- _Requirement_
Each entry needs to be copied exactly, with nothing left out.

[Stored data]
---

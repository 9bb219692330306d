//! Kurso · AI-assisted course learning backend
//!
//! - Axum HTTP API plus an SSE readiness stream
//! - Optional OpenAI integration (via environment variables)
//! - In-memory stores; chapter unlock progression, points and achievements
//! - A reusable SSE readiness client (`client::ReadinessWatcher`)
//!
//! Important env variables:
//!   PORT          : u16 (default 3000)
//!   OPENAI_API_KEY    : enables OpenAI integration if present
//!   OPENAI_BASE_URL    : default "https://api.openai.com/v1"
//!   OPENAI_FAST_MODEL  : default "gpt-4o-mini"
//!   OPENAI_STRONG_MODEL   : default "gpt-4o"
//!   KURSO_CONFIG_PATH  : path to TOML config (prompt templates)
//!   READINESS_TIMEOUT_SECS : SSE readiness budget (default 300)
//!   LOG_LEVEL    : tracing filter, e.g. "debug" or full directives
//!   LOG_FORMAT    : "pretty" (default) or "json"

pub mod telemetry;
pub mod util;
pub mod domain;
pub mod config;
pub mod error;
pub mod events;
pub mod store;
pub mod ai;
pub mod state;
pub mod protocol;
pub mod points;
pub mod achievements;
pub mod progression;
pub mod openai;
pub mod client;
pub mod routes;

---

- _Solved problem_
repository 9bb219692330306d
//! Kurso · AI-assisted course learning backend
//!
//! - Axum HTTP API plus an SSE readiness stream
//! - Optional OpenAI integration (via environment variables)
//! - In-memory stores; chapter unlock progression, points and achievements
//! - A reusable SSE readiness client (`client::ReadinessWatcher`)
//!
//! Important env variables:
//!   PORT          : u16 (default 3000)
//!   OPENAI_API_KEY    : enables OpenAI integration if present
//!   OPENAI_BASE_URL    : default "https://api.openai.com/v1"
//!   OPENAI_FAST_MODEL  : default "gpt-4o-mini"
//!   OPENAI_STRONG_MODEL   : default "gpt-4o"
//!   KURSO_CONFIG_PATH  : path to TOML config (prompt templates)
//!   READINESS_TIMEOUT_SECS : SSE readiness budget (default 300)
//!   LOG_LEVEL    : tracing filter, e.g. "debug" or full directives
//!   LOG_FORMAT    : "pretty" (default) or "json"

pub mod telemetry;
pub mod util;
pub mod domain;
pub mod config;
pub mod error;
pub mod events;
pub mod store;
pub mod ai;
pub mod state;
pub mod protocol;
pub mod points;
pub mod achievements;
pub mod progression;
pub mod openai;
pub mod client;
pub mod routes;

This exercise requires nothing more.